Filterblase, reine Haut
Das wird auch im Sephora Store am Alexanderplatz deutlich. Hier bevölkern junge Mädchen und Frauen schon mittags den Laden, der im Kaufhof Galeria integriert ist. Auf der Suche nach den neuesten Skincare- und Kosmetikprodukten drängen sich fast ausschließlich weibliche Kund:innen zwischen den Regalen und Spiegeln. Grelles Licht scheint von der Decke, Mitarbeiter:innen in schwarzen T-Shirts geben bestens gelaunt Auskunft über die Vorteile der angebotenen Produkte. Die Teenager, die den Großteil der Kundschaft ausmachen, erzählen ausnahmslos, dass sie ihre Haut verbessern wollen. Einige schwärmen von der perfekten Haut der Mädchen auf Tiktok, andere von der ihrer Mitschülerinnen.
Der Trend ist Teil einer besorgniserregenden Entwicklung. Die Medienpädagogin Barbara Buchegger sagt, dass die Beschäftigung mit dem eigenen Aussehen – und auch die Unzufriedenheit damit – vor allem bei Mädchen immer früher beginnen würde. Laut Buchegger hängt das zu einem wesentlichen Teil mit dem Social Media-Konsum von Jugendlichen zusammen.

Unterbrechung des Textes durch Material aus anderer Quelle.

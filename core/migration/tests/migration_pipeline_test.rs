use anyhow::Result;
use idgraph_migration::{
    backup_store, migrate_identifiers, Database, IdMapper, MigrationConfig, MigrationError,
    MigrationMode,
};
use rusqlite::Connection;
use serde_json::json;
use std::collections::HashSet;
use tempfile::NamedTempFile;

fn apply(db: &mut Database) -> Result<idgraph_migration::MigrationOutcome> {
    Ok(migrate_identifiers(
        db,
        &MigrationConfig::default(),
        MigrationMode::Apply,
    )?)
}

/// Mixed graph with every node variant and a few corrupt references
fn seed_mixed(db: &Database) -> Result<()> {
    db.insert_node(&json!({"id": "cda-61", "node_type": "metadata", "title": "CDA v61"}))?;
    db.insert_node(&json!({"id": "cl-1.76", "node_type": "metadata", "title": "Lexicon v1.76"}))?;
    db.insert_node(&json!({"id": "cip-1", "node_type": "directive", "category": "CIP"}))?;
    db.insert_node(&json!({"id": "cip-2", "node_type": "directive", "category": "CIP", "version": 61}))?;
    db.insert_node(&json!({"id": "cep-1a", "node_type": "directive", "category": "CEP", "version": "62"}))?;
    db.insert_node(&json!({"id": "mentation", "node_type": "lexicon-term", "lexicon_version": "1.76"}))?;
    db.insert_node(&json!({"id": "sequitur", "node_type": "lexicon-term"}))?;
    db.insert_node(&json!({"id": "null", "node_type": "directive", "category": "CDP", "title": "Lost key"}))?;
    db.insert_node(&json!({"id": "annotation", "node_type": "note"}))?;

    db.insert_edge("cip-1", "mentation", &json!({"type": "uses_term"}))?;
    db.insert_edge("cip-2", "cip-1", &json!({"type": "references"}))?;
    db.insert_edge("cep-1a", "cda-61", &json!({"type": "part_of"}))?;
    db.insert_edge("mentation", "cl-1.76", &json!({"type": "part_of"}))?;
    db.insert_edge("sequitur", "mentation", &json!({"type": "related"}))?;
    db.insert_edge("null", "cda-61", &json!({"type": "part_of"}))?;
    db.insert_edge("annotation", "cip-2", &json!({"type": "annotates"}))?;
    db.insert_edge("cip-1", "ghost-node", &json!({"type": "references"}))?;
    db.insert_edge("cda-61-cip-1", "cda-61", &json!({"type": "part_of"}))?;
    Ok(())
}

fn dump(path: &std::path::Path) -> Result<(Vec<String>, Vec<(String, String, String)>)> {
    let conn = Connection::open(path)?;
    let nodes = conn
        .prepare("SELECT body FROM nodes ORDER BY rowid")?
        .query_map([], |row| row.get(0))?
        .collect::<rusqlite::Result<Vec<String>>>()?;
    let edges = conn
        .prepare("SELECT source, target, properties FROM edges ORDER BY rowid")?
        .query_map([], |row| Ok((row.get(0)?, row.get(1)?, row.get(2)?)))?
        .collect::<rusqlite::Result<Vec<_>>>()?;
    Ok((nodes, edges))
}

#[test]
fn test_directive_and_lexicon_scenario() -> Result<()> {
    let temp = NamedTempFile::new()?;
    let mut db = Database::new(temp.path())?;
    db.insert_node(&json!({"id": "cip-1", "node_type": "directive", "category": "CIP"}))?;
    db.insert_node(&json!({"id": "mentation", "node_type": "lexicon-term", "lexicon_version": "1.76"}))?;
    db.insert_edge("cip-1", "mentation", &json!({"type": "uses_term"}))?;

    let outcome = apply(&mut db)?;
    assert_eq!(outcome.map.get("cip-1"), Some("cda-61-cip-1"));

    let edges = db.load_edges()?;
    assert_eq!(edges.len(), 1);
    assert_eq!(edges[0].source, "cda-61-cip-1");
    assert_eq!(edges[0].target, "cl-1.76-mentation");
    assert_eq!(edges[0].edge_type.as_deref(), Some("uses_term"));
    Ok(())
}

#[test]
fn test_ghost_node_edge_is_removed() -> Result<()> {
    let temp = NamedTempFile::new()?;
    let mut db = Database::new(temp.path())?;
    db.insert_node(&json!({"id": "cip-1", "node_type": "directive"}))?;
    db.insert_edge("cip-1", "ghost-node", &json!({"type": "references"}))?;

    let outcome = apply(&mut db)?;
    assert!(outcome.completeness.missing.contains("ghost-node"));
    assert_eq!(outcome.mutation.as_ref().map(|m| m.dangling_removed), Some(1));
    assert_eq!(outcome.integrity.dangling_edges, 0);

    let edges = db.load_edges()?;
    assert!(edges
        .iter()
        .all(|e| e.source != "ghost-node" && e.target != "ghost-node"));
    assert!(edges.is_empty());
    Ok(())
}

#[test]
fn test_metadata_node_excluded_from_updates() -> Result<()> {
    let temp = NamedTempFile::new()?;
    let mut db = Database::new(temp.path())?;
    db.insert_node(&json!({"id": "cda-61", "node_type": "metadata"}))?;
    db.insert_node(&json!({"id": "cip-1", "node_type": "directive"}))?;

    let outcome = apply(&mut db)?;
    assert_eq!(outcome.map.get("cda-61"), Some("cda-61"));
    assert_eq!(outcome.map.stats.unchanged, 1);
    assert_eq!(outcome.mutation.map(|m| m.nodes_updated), Some(1));
    Ok(())
}

#[test]
fn test_second_run_is_a_no_op() -> Result<()> {
    let temp = NamedTempFile::new()?;
    let mut db = Database::new(temp.path())?;
    seed_mixed(&db)?;

    apply(&mut db)?;
    let first = dump(temp.path())?;

    let again = apply(&mut db)?;
    let stats = again.mutation.expect("apply mode records mutation stats");
    assert_eq!(stats.total_writes(), 0);
    assert_eq!(again.map.stats.transformed, 0);

    let second = dump(temp.path())?;
    assert_eq!(first, second);
    Ok(())
}

#[test]
fn test_post_migration_graph_is_closed_and_conformant() -> Result<()> {
    let temp = NamedTempFile::new()?;
    let mut db = Database::new(temp.path())?;
    seed_mixed(&db)?;

    let outcome = apply(&mut db)?;
    assert!(outcome.integrity.is_clean());

    let mapper = IdMapper::new(&MigrationConfig::default())?;
    let nodes = db.load_nodes()?;
    let ids: HashSet<String> = nodes.iter().filter_map(|n| n.raw_id.clone()).collect();
    assert_eq!(ids.len(), nodes.len(), "node identifiers must stay unique");

    for node in &nodes {
        let id = node.raw_id.as_deref().unwrap_or_default();
        assert!(mapper.validate_new_id(id), "non-conforming id {:?}", id);
    }
    for edge in db.load_edges()? {
        assert!(ids.contains(&edge.source), "dangling source {}", edge.source);
        assert!(ids.contains(&edge.target), "dangling target {}", edge.target);
    }
    Ok(())
}

#[test]
fn test_changed_mappings_are_injective() -> Result<()> {
    let temp = NamedTempFile::new()?;
    let mut db = Database::new(temp.path())?;
    seed_mixed(&db)?;

    let outcome = apply(&mut db)?;
    let changed: Vec<&str> = outcome
        .map
        .changed_records()
        .map(|r| r.new_id.as_str())
        .collect();
    let distinct: HashSet<&str> = changed.iter().copied().collect();
    assert_eq!(changed.len(), distinct.len());
    assert!(outcome.map.is_injective());
    Ok(())
}

#[test]
fn test_cleanup_runs_before_rewrite() -> Result<()> {
    let temp = NamedTempFile::new()?;
    let mut db = Database::new(temp.path())?;
    seed_mixed(&db)?;

    // References the identifier cip-1 is about to receive; it did not exist
    // before migration, so the edge must not survive by accident
    let outcome = apply(&mut db)?;
    assert_eq!(outcome.mutation.map(|m| m.dangling_removed), Some(2));

    let edges = db.load_edges()?;
    let parts_of_cda: Vec<_> = edges
        .iter()
        .filter(|e| e.source == "cda-61-cip-1" && e.target == "cda-61")
        .collect();
    assert!(parts_of_cda.is_empty());
    Ok(())
}

#[test]
fn test_sentinel_identifier_is_followed_by_matching_edges() -> Result<()> {
    let temp = NamedTempFile::new()?;
    let mut db = Database::new(temp.path())?;
    seed_mixed(&db)?;

    let outcome = apply(&mut db)?;
    let placeholder = outcome
        .map
        .get("null")
        .map(str::to_string)
        .expect("sentinel node is mapped");
    assert!(placeholder.starts_with("cda-61-unknown-"));
    assert!(!outcome.map.warnings.is_empty());

    let edges = db.load_edges()?;
    assert!(edges
        .iter()
        .any(|e| e.source == placeholder && e.target == "cda-61"));
    Ok(())
}

#[test]
fn test_versions_and_unknown_types() -> Result<()> {
    let temp = NamedTempFile::new()?;
    let mut db = Database::new(temp.path())?;
    seed_mixed(&db)?;

    let outcome = apply(&mut db)?;
    assert_eq!(outcome.map.get("cip-2"), Some("cda-61-cip-2"));
    assert_eq!(outcome.map.get("cep-1a"), Some("cda-62-cep-1a"));
    assert_eq!(outcome.map.get("sequitur"), Some("cl-1.76-sequitur"));
    assert_eq!(outcome.map.get("annotation"), Some("annotation"));
    assert_eq!(outcome.map.get("cl-1.76"), Some("cl-1.76"));
    Ok(())
}

#[test]
fn test_backup_before_migration_keeps_original() -> Result<()> {
    let dir = tempfile::tempdir()?;
    let store = dir.path().join("graph.db");
    let mut db = Database::new(&store)?;
    seed_mixed(&db)?;

    let backup_path = dir.path().join("graph.db.bak");
    let backup = backup_store(&db, &backup_path)?;
    assert_eq!(backup.node_count, 9);
    assert_eq!(backup.edge_count, 9);

    apply(&mut db)?;

    let original = Database::open_existing(&backup_path)?;
    let ids: Vec<String> = original
        .load_nodes()?
        .into_iter()
        .filter_map(|n| n.raw_id)
        .collect();
    assert!(ids.contains(&"cip-1".to_string()));
    assert_eq!(original.count_dangling_edges()?, 2);
    Ok(())
}

#[test]
fn test_edge_to_excluded_node_keeps_reference_and_outcome_survives() -> Result<()> {
    let temp = NamedTempFile::new()?;
    let mut db = Database::new(temp.path())?;
    db.insert_node(&json!({"id": "cip-1", "node_type": "directive"}))?;
    db.insert_node(&json!({"id": "Bad_Widget", "node_type": "widget"}))?;
    db.insert_edge("cip-1", "Bad_Widget", &json!({"type": "references"}))?;

    let outcome = match migrate_identifiers(&mut db, &MigrationConfig::default(), MigrationMode::Apply) {
        Err(MigrationError::VerificationFailed { outcome, source }) => {
            assert!(matches!(*source, MigrationError::FormatCompliance { count: 1 }));
            outcome
        }
        other => panic!("expected committed run with failed verification, got {:?}", other.err()),
    };

    // Excluded node has no mapping, the report still lists the committed change
    assert_eq!(outcome.map.get("Bad_Widget"), None);
    assert_eq!(outcome.map.stats.invalid, 1);
    assert_eq!(outcome.integrity.dangling_edges, 0);
    let changed: Vec<_> = outcome.map.changed_records().map(|r| r.new_id.clone()).collect();
    assert_eq!(changed, vec!["cda-61-cip-1".to_string()]);

    let edges = db.load_edges()?;
    assert_eq!(edges.len(), 1);
    assert_eq!(edges[0].source, "cda-61-cip-1");
    assert_eq!(edges[0].target, "Bad_Widget");
    Ok(())
}

#[test]
fn test_shared_identifier_leaves_store_untouched() -> Result<()> {
    let temp = NamedTempFile::new()?;
    let mut db = Database::new(temp.path())?;
    db.insert_node(&json!({"id": "mentation", "node_type": "directive"}))?;
    db.insert_node(&json!({"id": "mentation", "node_type": "lexicon-term"}))?;
    db.insert_edge("mentation", "mentation", &json!({"type": "related"}))?;
    let before = dump(temp.path())?;

    let result = migrate_identifiers(&mut db, &MigrationConfig::default(), MigrationMode::Apply);
    assert!(matches!(
        result,
        Err(MigrationError::DuplicateIdentifier { ref first, .. }) if first == "mentation"
    ));
    assert_eq!(dump(temp.path())?, before);
    Ok(())
}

„Die Algorithmen von Tiktok, Instagram und Co. sind so sehr auf unsere persönlichen Vorlieben zugeschnitten, dass uns nur ein extrem kleiner Ausschnitt der Realität gezeigt wird“, sagt sie. Da Kinder meist nicht in der Lage seien, dieses Phänomen der sogenannten „Filterblasen“ zu reflektieren, sei die Gefahr, unrealistische Schönheitsideale aus dem Internet zu internalisieren, besonders groß.
Das scheint auch die Beauty-Industrie erkannt zu haben. Denn die Vermarktung vieler Skincare- und Kosmetikprodukte richtet sich gezielt an extrem junge Kund:innen. Lipgloss mit Erdbeer-, Aprikosen- oder Drachenfruchtgeschmack, knallige Farben und Verpackungen, die mit comicartigen Motiven bedruckt sind, ziehen eine Zielgruppe an, die für die Industrie längst zu einer der wichtigsten geworden ist. So zeigt eine Studie des Marktforschungsinstituts Euromonitor International, dass die Gewinne, die die Skincare-Industrie zwischen 2017 und 2021 verzeichnen konnte, zu 49 Prozent auf die Generation Alpha – also jene, die nach 2010 geboren sind – zurückzuführen sind.
Wer mithalten will, braucht Geld
Während im Sephora Store zum zweiten Mal innerhalb einer halben Stunde „Hold my Hand“ von Jess Glynne läuft, betritt eine Mutter mit ihren drei Töchtern den Laden. Die Mädchen testen die „Guava Vitamin C Bright-Eye Gel Creme“ von Glow Recipe – das 40 Milliliter Fläschchen kostet hier 34,95 Euro – und sprühen sich mit dem „Körpernebel“ von Sol de Janeiro ein. „Das habe ich auf Tiktok gesehen!“ quietscht eines der Mädchen begeistert.
Dass Jugendliche auf der Suche nach Vorbildern heute vor allem auf Social Media fündig werden, sei nicht ausschließlich negativ zu beurteilen, sagt Medienpädagogin Buchegger. So werde in den sozialen Medien eine Vielfalt von Körpern dargestellt, die helfen könnten, Unsicherheiten zu überwinden. Problematisch wird es, wenn Kinder und Jugendliche sich in einer Filterblase bewegen, die ihre Unsicherheiten verstärkt. Da in der Pubertät – der Zeit von Pickeln, Akne und fettiger Haut – gerade die Haut ein heikles Thema sein kann, schlagen Videos von „Sephora Kids“ mit makelloser Haut in genau diese Kerbe.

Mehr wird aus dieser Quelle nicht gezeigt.